→ **Task directions**:
Starting at the line that contains "Some(name) = identity.name" and ending at the line that contains "#[derive(Debug, Default, Deserialize)]", the lines below are to be given again exactly, with nothing added.

→ **Records to process**:
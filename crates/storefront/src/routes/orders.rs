//! Checkout and order history handlers.

use axum::{
    Json,
    extract::{Query, State, rejection::JsonRejection},
};
use serde::{Deserialize, Serialize};
use tracing::instrument;

use filament_shop_core::Order;

use crate::error::{AppError, Result};
use crate::middleware::{OptionalAuth, RequireAuth};
use crate::services::{PlaceOrderRequest, PlaceOrderResponse, place_order};
use crate::state::AppState;

/// Orders per page in the history list.
pub const PAGE_SIZE: u64 = 15;

/// Place an order.
///
/// Always answers 200 with `{ok, orderId, message}`, including for malformed
/// bodies. A signed-in caller's identity email replaces the submitted one.
#[instrument(skip_all)]
pub async fn place(
    State(state): State<AppState>,
    OptionalAuth(identity): OptionalAuth,
    payload: std::result::Result<Json<PlaceOrderRequest>, JsonRejection>,
) -> Json<PlaceOrderResponse> {
    let mut request = match payload {
        Ok(Json(request)) => request,
        Err(rejection) => {
            tracing::info!(error = %rejection, "unreadable checkout body");
            return Json(PlaceOrderResponse::failure(rejection.body_text()));
        }
    };

    if let Some(identity) = identity {
        request.customer_email = identity.email.into_inner();
        if request.customer_name.trim().is_empty()
            && let Some(name) = identity.name
        {
            request.customer_name = name;
        }
    }

    Json(place_order(state.store().as_ref(), state.notifier(), request).await)
}

/// Query parameters for the order list.
#[derive(Debug, Default, Deserialize)]
pub struct OrderListQuery {
    /// Opaque continuation token from a previous page.
    pub cursor: Option<String>,
}

/// One page of order history.
#[derive(Debug, Serialize, Deserialize)]
#[serde(rename_all = "camelCase")]
pub struct OrderListResponse {
    pub orders: Vec<Order>,
    pub next_cursor: Option<String>,
}

/// List orders newest first. Admins see every order; others see their own.
#[instrument(skip_all, fields(email = %identity.email))]
pub async fn index(
    State(state): State<AppState>,
    RequireAuth(identity): RequireAuth,
    Query(query): Query<OrderListQuery>,
) -> Result<Json<OrderListResponse>> {
    let offset = parse_cursor(query.cursor.as_deref())
        .ok_or_else(|| AppError::BadRequest("invalid cursor".to_string()))?;
    let customer = (!identity.is_admin()).then_some(&identity.email);

    let page = state
        .store()
        .list_orders(customer, offset, PAGE_SIZE)
        .await?;

    Ok(Json(OrderListResponse {
        orders: page.orders,
        next_cursor: page.next_offset.map(|n| n.to_string()),
    }))
}

/// Decode a page cursor into a row offset. Offsets must fit a `BIGINT`.
fn parse_cursor(cursor: Option<&str>) -> Option<u64> {
    match cursor {
        None | Some("") => Some(0),
        Some(cursor) => cursor
            .parse::<u64>()
            .ok()
            .filter(|offset| i64::try_from(*offset).is_ok()),
    }
}
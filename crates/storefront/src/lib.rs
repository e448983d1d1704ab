//! Filament Shop Storefront library.
//!
//! JSON API for the filament shop: catalog, checkout with stock reservation,
//! order history, customer profiles, and admin catalog management.
//!
//! The binary in `main.rs` wires configuration, tracing and `PostgreSQL`
//! around [`app`]; tests drive [`app`] over an in-memory store.

#![cfg_attr(not(test), forbid(unsafe_code))]

pub mod config;
pub mod db;
pub mod error;
pub mod middleware;
pub mod routes;
pub mod services;
pub mod state;

use axum::{Router, body::Body, http::Request};
use tower_http::trace::TraceLayer;

use state::AppState;

/// Build the full application router with its middleware stack.
pub fn app(state: AppState) -> Router {
    let trace = TraceLayer::new_for_http().make_span_with(|request: &Request<Body>| {
        tracing::info_span!(
            "http_request",
            method = %request.method(),
            path = %request.uri().path(),
            request_id = tracing::field::Empty,
        )
    });

    routes::routes()
        .with_state(state)
        .layer(axum::middleware::from_fn(middleware::record_request_id))
        .layer(trace)
        .layer(middleware::propagate_request_id_layer())
        .layer(middleware::set_request_id_layer())
        // Sentry layers (outermost for full request coverage)
        .layer(sentry_tower::NewSentryLayer::new_from_top())
        .layer(sentry_tower::SentryHttpLayer::new().enable_transaction())
}
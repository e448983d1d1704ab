//! Order repository.
//!
//! Line items and the shipping address are stored as JSONB and decoded into
//! typed values here, at the storage boundary.

use chrono::{DateTime, Utc};
use rust_decimal::Decimal;
use sqlx::PgPool;

use filament_shop_core::{
    Email, Money, NewOrder, Order, OrderId, OrderLine, OrderStatus, ShippingAddress,
};

use super::{OrderPage, RepositoryError};

/// Internal row type for order queries.
#[derive(Debug, sqlx::FromRow)]
struct OrderRow {
    id: String,
    order_number: String,
    customer_name: String,
    customer_email: String,
    total: Decimal,
    placed_at: DateTime<Utc>,
    status: String,
    items: serde_json::Value,
    address: serde_json::Value,
}

impl TryFrom<OrderRow> for Order {
    type Error = RepositoryError;

    fn try_from(row: OrderRow) -> Result<Self, Self::Error> {
        let corrupt = |what: &str, e: &dyn std::fmt::Display| {
            RepositoryError::DataCorruption(format!("invalid {what} on order {}: {e}", row.id))
        };

        let customer_email =
            Email::parse(&row.customer_email).map_err(|e| corrupt("customer email", &e))?;
        let total = Money::new(row.total).map_err(|e| corrupt("total", &e))?;
        let status = row
            .status
            .parse::<OrderStatus>()
            .map_err(|e| corrupt("status", &e))?;
        let items: Vec<OrderLine> =
            serde_json::from_value(row.items.clone()).map_err(|e| corrupt("items", &e))?;
        let address: ShippingAddress =
            serde_json::from_value(row.address.clone()).map_err(|e| corrupt("address", &e))?;

        Ok(Self {
            id: OrderId::new(row.id),
            order_number: row.order_number,
            customer_name: row.customer_name,
            customer_email,
            total,
            date: row.placed_at,
            status,
            items,
            address,
        })
    }
}

const ORDER_COLUMNS: &str = "id, order_number, customer_name, customer_email, total, placed_at, \
                             status, items, address";

/// Repository for order database operations.
pub struct OrderRepository<'a> {
    pool: &'a PgPool,
}

impl<'a> OrderRepository<'a> {
    /// Create a new order repository.
    #[must_use]
    pub const fn new(pool: &'a PgPool) -> Self {
        Self { pool }
    }

    /// Insert an order with a generated ID.
    ///
    /// # Errors
    ///
    /// Returns `RepositoryError::Database` if the insert fails.
    /// Returns `RepositoryError::DataCorruption` if items or address cannot be encoded.
    pub async fn create(&self, order: NewOrder) -> Result<Order, RepositoryError> {
        let id = OrderId::generate();
        let items = serde_json::to_value(&order.items)
            .map_err(|e| RepositoryError::DataCorruption(format!("encode items: {e}")))?;
        let address = serde_json::to_value(&order.address)
            .map_err(|e| RepositoryError::DataCorruption(format!("encode address: {e}")))?;

        sqlx::query(
            r"
            INSERT INTO storefront.customer_order (
                id, order_number, customer_name, customer_email, total,
                placed_at, status, items, address
            )
            VALUES ($1, $2, $3, $4, $5, $6, $7, $8, $9)
            ",
        )
        .bind(id.as_str())
        .bind(&order.order_number)
        .bind(&order.customer_name)
        .bind(order.customer_email.as_str())
        .bind(order.total.amount())
        .bind(order.date)
        .bind(order.status.code())
        .bind(items)
        .bind(address)
        .execute(self.pool)
        .await?;

        Ok(Order::from_new(id, order))
    }

    /// Get an order by ID.
    ///
    /// # Errors
    ///
    /// Returns `RepositoryError::Database` if the query fails.
    pub async fn get_by_id(&self, id: &OrderId) -> Result<Option<Order>, RepositoryError> {
        let row = sqlx::query_as::<_, OrderRow>(&format!(
            "SELECT {ORDER_COLUMNS} FROM storefront.customer_order WHERE id = $1"
        ))
        .bind(id.as_str())
        .fetch_optional(self.pool)
        .await?;

        row.map(Order::try_from).transpose()
    }

    /// Set an order's status.
    ///
    /// # Errors
    ///
    /// Returns `RepositoryError::NotFound` if no order has this ID.
    pub async fn update_status(
        &self,
        id: &OrderId,
        status: OrderStatus,
    ) -> Result<Order, RepositoryError> {
        let row = sqlx::query_as::<_, OrderRow>(&format!(
            r"
            UPDATE storefront.customer_order
            SET status = $2, updated_at = now()
            WHERE id = $1
            RETURNING {ORDER_COLUMNS}
            "
        ))
        .bind(id.as_str())
        .bind(status.code())
        .fetch_optional(self.pool)
        .await?;

        row.ok_or(RepositoryError::NotFound)?.try_into()
    }

    /// List orders newest first, optionally for a single customer.
    ///
    /// Fetches one extra row to know whether another page exists.
    ///
    /// # Errors
    ///
    /// Returns `RepositoryError::Database` if the query fails.
    pub async fn list(
        &self,
        customer_email: Option<&Email>,
        offset: u64,
        limit: u64,
    ) -> Result<OrderPage, RepositoryError> {
        let to_i64 = |n: u64| {
            i64::try_from(n).map_err(|_| RepositoryError::Conflict(format!("page bound {n} too large")))
        };

        let rows = sqlx::query_as::<_, OrderRow>(&format!(
            r"
            SELECT {ORDER_COLUMNS}
            FROM storefront.customer_order
            WHERE ($1::text IS NULL OR customer_email = $1)
            ORDER BY placed_at DESC, id DESC
            LIMIT $2 OFFSET $3
            "
        ))
        .bind(customer_email.map(Email::as_str))
        .bind(to_i64(limit.saturating_add(1))?)
        .bind(to_i64(offset)?)
        .fetch_all(self.pool)
        .await?;

        let has_more = u64::try_from(rows.len()).unwrap_or(u64::MAX) > limit;
        let orders = rows
            .into_iter()
            .take(usize::try_from(limit).unwrap_or(usize::MAX))
            .map(Order::try_from)
            .collect::<Result<Vec<_>, _>>()?;

        Ok(OrderPage {
            orders,
            next_offset: has_more.then(|| offset + limit),
        })
    }
}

→ **Result for this task**:
            && let Some(name) = identity.name
        {
            request.customer_name = name;
        }
    }

    Json(place_order(state.store().as_ref(), state.notifier(), request).await)
}

/// Query parameters for the order list.
#[derive(Debug, Default, Deserialize)]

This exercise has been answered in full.